In a meta-analysis, Vickers et al. (2012) evaluated trials of acupuncture for four chronic pain conditions that included back and neck pain, osteoarthritis, and chronic headache. Twenty-nine of 31 eligible trials met criteria with a total of 17,922 individuals analyzed. The authors found statistically significant differences between both acupuncture versus sham and acupuncture versus no acupuncture control for all pain types studied (all P<0.001). The authors noted that although the data indicated that acupuncture was more than a placebo, the differences between true and sham acupuncture were relatively modest. The authors concluded, "Our results from individual patient data meta-analyses of nearly 18,000 randomized individuals in high-quality RCTs provide the most robust evidence to date that acupuncture is a reasonable referral option for individuals with chronic pain."
In a systematic review, Garcia et al. (2013) evaluated the effectiveness of acupuncture for symptom management in individuals with cancer. Prospective RCTs evaluating acupuncture for symptom management in cancer care that involved needle insertion into acupuncture points were included; 41 RCTs met all inclusion criteria. The authors concluded that acupuncture is an appropriate adjunctive treatment for chemotherapy-induced nausea/vomiting, but did note that additional studies are needed. For other symptoms, efficacy remained undetermined due to high risk of bias among studies.
A 2018 Agency for Healthcare Research and Quality systematic review evaluated noninvasive nonpharmacological treatments for selected chronic pain conditions; acupuncture was included as an intervention associated with slightly improved function compared with usual care (pharmacological therapy or exercise).

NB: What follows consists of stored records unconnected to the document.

//! Tools module for Quire
//!
//! This module contains the tool definitions, the tool registry, and the
//! tools the model may call mid-generation: weather lookup, document
//! creation, document update and suggestion generation.

pub mod context;
pub mod create_document;
pub mod generation;
pub mod registry_builder;
pub mod request_suggestions;
pub mod update_document;
pub mod weather;

pub use context::ToolContext;
pub use create_document::CreateDocumentTool;
pub use registry_builder::ToolRegistryBuilder;
pub use request_suggestions::RequestSuggestionsTool;
pub use update_document::UpdateDocumentTool;
pub use weather::WeatherTool;

use crate::error::Result;
use async_trait::async_trait;
use serde::de::DeserializeOwned;
use serde::{Deserialize, Serialize};
use std::collections::HashMap;
use std::fmt;
use std::sync::Arc;

/// Error returned to the model when a document is missing or not the caller's
pub const DOCUMENT_NOT_FOUND: &str = "Document not found";

/// Tool definition structure
///
/// Follows the OpenAI function calling format.
#[derive(Debug, Clone, Serialize, Deserialize)]
pub struct Tool {
    /// Name of the tool
    pub name: String,
    /// Description of what the tool does
    pub description: String,
    /// JSON schema for the tool's parameters
    pub parameters: serde_json::Value,
}

impl Tool {
    /// Create a new tool definition
    pub fn new(
        name: impl Into<String>,
        description: impl Into<String>,
        parameters: serde_json::Value,
    ) -> Self {
        Self {
            name: name.into(),
            description: description.into(),
            parameters,
        }
    }

    /// Definition as the JSON value offered to the provider
    pub fn to_value(&self) -> serde_json::Value {
        serde_json::json!({
            "name": self.name,
            "description": self.description,
            "parameters": self.parameters,
        })
    }
}

/// The fixed set of tools the chat model can call
#[derive(Debug, Clone, Copy, PartialEq, Eq, Hash)]
pub enum ToolKind {
    /// Current weather for a coordinate
    GetWeather,
    /// Write a new text or code document
    CreateDocument,
    /// Regenerate an existing document
    UpdateDocument,
    /// Propose sentence-level edits to a document
    RequestSuggestions,
}

impl ToolKind {
    /// Every tool, in registration order
    pub const ALL: [ToolKind; 4] = [
        ToolKind::GetWeather,
        ToolKind::CreateDocument,
        ToolKind::UpdateDocument,
        ToolKind::RequestSuggestions,
    ];

    /// Name the model uses to call the tool
    pub fn name(&self) -> &'static str {
        match self {
            Self::GetWeather => "getWeather",
            Self::CreateDocument => "createDocument",
            Self::UpdateDocument => "updateDocument",
            Self::RequestSuggestions => "requestSuggestions",
        }
    }

    /// Look up a tool by its call name
    pub fn from_name(name: &str) -> Option<Self> {
        Self::ALL.into_iter().find(|kind| kind.name() == name)
    }
}

impl fmt::Display for ToolKind {
    fn fmt(&self, f: &mut fmt::Formatter<'_>) -> fmt::Result {
        f.write_str(self.name())
    }
}

/// Outcome of a tool call, returned to the model as the tool message
#[derive(Debug, Clone, PartialEq)]
pub struct ToolResult {
    /// Result payload
    pub value: serde_json::Value,
    /// Whether the payload describes a failure
    pub is_error: bool,
}

impl ToolResult {
    /// Create a successful tool result
    pub fn success(value: serde_json::Value) -> Self {
        Self {
            value,
            is_error: false,
        }
    }

    /// Create a failed tool result of the form `{"error": message}`
    ///
    /// # Examples
    ///
    /// ```
    /// use quire::tools::ToolResult;
    ///
    /// let result = ToolResult::error("Document not found");
    /// assert_eq!(result.value["error"], "Document not found");
    /// assert!(result.is_error);
    /// ```
    pub fn error(message: impl Into<String>) -> Self {
        Self {
            value: serde_json::json!({ "error": message.into() }),
            is_error: true,
        }
    }

    /// Convert to the content of a tool message
    pub fn to_message(&self) -> String {
        self.value.to_string()
    }
}

/// Parse tool arguments, turning a schema mismatch into an error result
pub fn parse_args<T: DeserializeOwned>(
    tool: &str,
    args: serde_json::Value,
) -> std::result::Result<T, ToolResult> {
    serde_json::from_value(args).map_err(|e| {
        tracing::warn!("Invalid arguments for {}: {}", tool, e);
        ToolResult::error(format!("Invalid arguments for {}: {}", tool, e))
    })
}

/// Tool executor trait for implementing tool execution logic
///
/// # Examples
///
/// ```no_run
/// use quire::tools::{ToolContext, ToolExecutor, ToolResult};
/// use quire::error::Result;
/// use async_trait::async_trait;
/// use serde_json::Value;
///
/// struct Echo;
///
/// #[async_trait]
/// impl ToolExecutor for Echo {
///     fn tool_definition(&self) -> Value {
///         serde_json::json!({
///             "name": "echo",
///             "description": "Returns its arguments",
///             "parameters": {"type": "object", "properties": {}}
///         })
///     }
///
///     async fn execute(&self, args: Value, _ctx: &ToolContext) -> Result<ToolResult> {
///         Ok(ToolResult::success(args))
///     }
/// }
/// ```
#[async_trait]
pub trait ToolExecutor: Send + Sync {
    /// Returns the tool definition as a JSON value
    fn tool_definition(&self) -> serde_json::Value;

    /// Executes the tool with the given arguments
    ///
    /// # Arguments
    ///
    /// * `args` - Tool arguments as a JSON value
    /// * `ctx` - The request the call belongs to
    ///
    /// # Returns
    ///
    /// Returns a ToolResult; expected failures (bad arguments, missing
    /// documents) are error results rather than `Err`
    ///
    /// # Errors
    ///
    /// Returns error for unexpected failures such as a broken provider stream
    async fn execute(&self, args: serde_json::Value, ctx: &ToolContext) -> Result<ToolResult>;
}

/// Tool registry for managing available tools
pub struct ToolRegistry {
    tools: HashMap<String, Arc<dyn ToolExecutor>>,
}

impl ToolRegistry {
    /// Create a new empty tool registry
    pub fn new() -> Self {
        Self {
            tools: HashMap::new(),
        }
    }

    /// Register a tool executor in the registry
    pub fn register(&mut self, name: impl Into<String>, executor: Arc<dyn ToolExecutor>) {
        self.tools.insert(name.into(), executor);
    }

    /// Get a tool executor by name
    pub fn get(&self, name: &str) -> Option<Arc<dyn ToolExecutor>> {
        self.tools.get(name).cloned()
    }

    /// Get all tool definitions, ordered by name so requests are stable
    pub fn all_definitions(&self) -> Vec<serde_json::Value> {
        let mut names: Vec<&String> = self.tools.keys().collect();
        names.sort();
        names
            .into_iter()
            .filter_map(|name| self.tools.get(name))
            .map(|executor| executor.tool_definition())
            .collect()
    }

    /// Run a tool by name
    ///
    /// Unknown tools produce an error result.
    ///
    /// # Errors
    ///
    /// Propagates unexpected failures from the tool itself
    pub async fn dispatch(
        &self,
        name: &str,
        args: serde_json::Value,
        ctx: &ToolContext,
    ) -> Result<ToolResult> {
        match self.get(name) {
            Some(executor) => executor.execute(args, ctx).await,
            None => {
                tracing::warn!("Model called unknown tool: {}", name);
                Ok(ToolResult::error(format!("Unknown tool: {}", name)))
            }
        }
    }

    /// Get the number of registered tools
    pub fn len(&self) -> usize {
        self.tools.len()
    }

    /// Check if the registry is empty
    pub fn is_empty(&self) -> bool {
        self.tools.is_empty()
    }
}

impl Default for ToolRegistry {
    fn default() -> Self {
        Self::new()
    }
}

#[cfg(test)]
mod tests {
    use super::*;
    use crate::test_utils::tool_context;
    use serde_json::json;

    struct EchoTool {
        name: &'static str,
    }

    #[async_trait]
    impl ToolExecutor for EchoTool {
        fn tool_definition(&self) -> serde_json::Value {
            Tool::new(self.name, "echo", json!({"type": "object"})).to_value()
        }

        async fn execute(&self, args: serde_json::Value, _ctx: &ToolContext) -> Result<ToolResult> {
            Ok(ToolResult::success(args))
        }
    }

    #[test]
    fn test_tool_kind_names_roundtrip() {
        for kind in ToolKind::ALL {
            assert_eq!(ToolKind::from_name(kind.name()), Some(kind));
        }
        assert_eq!(ToolKind::from_name("deleteEverything"), None);
        assert_eq!(ToolKind::GetWeather.to_string(), "getWeather");
    }

    #[test]
    fn test_tool_result_message() {
        let ok = ToolResult::success(json!({"a": 1}));
        assert_eq!(ok.to_message(), r#"{"a":1}"#);
        assert!(!ok.is_error);

        let err = ToolResult::error("nope");
        assert_eq!(err.to_message(), r#"{"error":"nope"}"#);
    }

    #[test]
    fn test_parse_args_error_result() {
        #[derive(Debug, Deserialize)]
        struct Args {
            #[allow(dead_code)]
            id: String,
        }

        let err = parse_args::<Args>("updateDocument", json!({"id": 5})).unwrap_err();
        assert!(err.is_error);
        assert!(err.value["error"]
            .as_str()
            .unwrap()
            .starts_with("Invalid arguments for updateDocument"));
    }

    #[test]
    fn test_definitions_sorted_by_name() {
        let mut registry = ToolRegistry::new();
        registry.register("zeta", Arc::new(EchoTool { name: "zeta" }));
        registry.register("alpha", Arc::new(EchoTool { name: "alpha" }));

        let names: Vec<String> = registry
            .all_definitions()
            .iter()
            .map(|d| d["name"].as_str().unwrap().to_string())
            .collect();
        assert_eq!(names, vec!["alpha", "zeta"]);
        assert_eq!(registry.len(), 2);
    }

    #[tokio::test]
    async fn test_dispatch_known_and_unknown() {
        let mut registry = ToolRegistry::new();
        registry.register("echo", Arc::new(EchoTool { name: "echo" }));
        let (ctx, _rx, _dir) = tool_context(vec![]);

        let result = registry.dispatch("echo", json!({"x": 1}), &ctx).await.unwrap();
        assert_eq!(result.value, json!({"x": 1}));

        let missing = registry.dispatch("nope", json!({}), &ctx).await.unwrap();
        assert!(missing.is_error);
        assert_eq!(missing.value["error"], "Unknown tool: nope");
    }
}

Various professional societies and expert groups have issued guidance regarding acupuncture. In 1997, the NIH Consensus Development panel issued a statement addressing the use of acupuncture noting that there is clear evidence that needle acupuncture is efficacious for adult postoperative and chemotherapy-induced nausea and vomiting and probably for the nausea of pregnancy. In 2014, the Colorado Division of Workers' Compensation medical treatment guidelines on low back pain stated that "there is good evidence that acupuncture, true or sham, is superior to usual care for the reduction of disability and pain in individuals with chronic nonspecific low back pain, and that true and sham acupuncture are likely to be equally effective." In 2017, the American College of Physicians clinical practice guideline recommended the use of acupuncture as a noninvasive treatment for adults with acute, subacute, or chronic low back pain.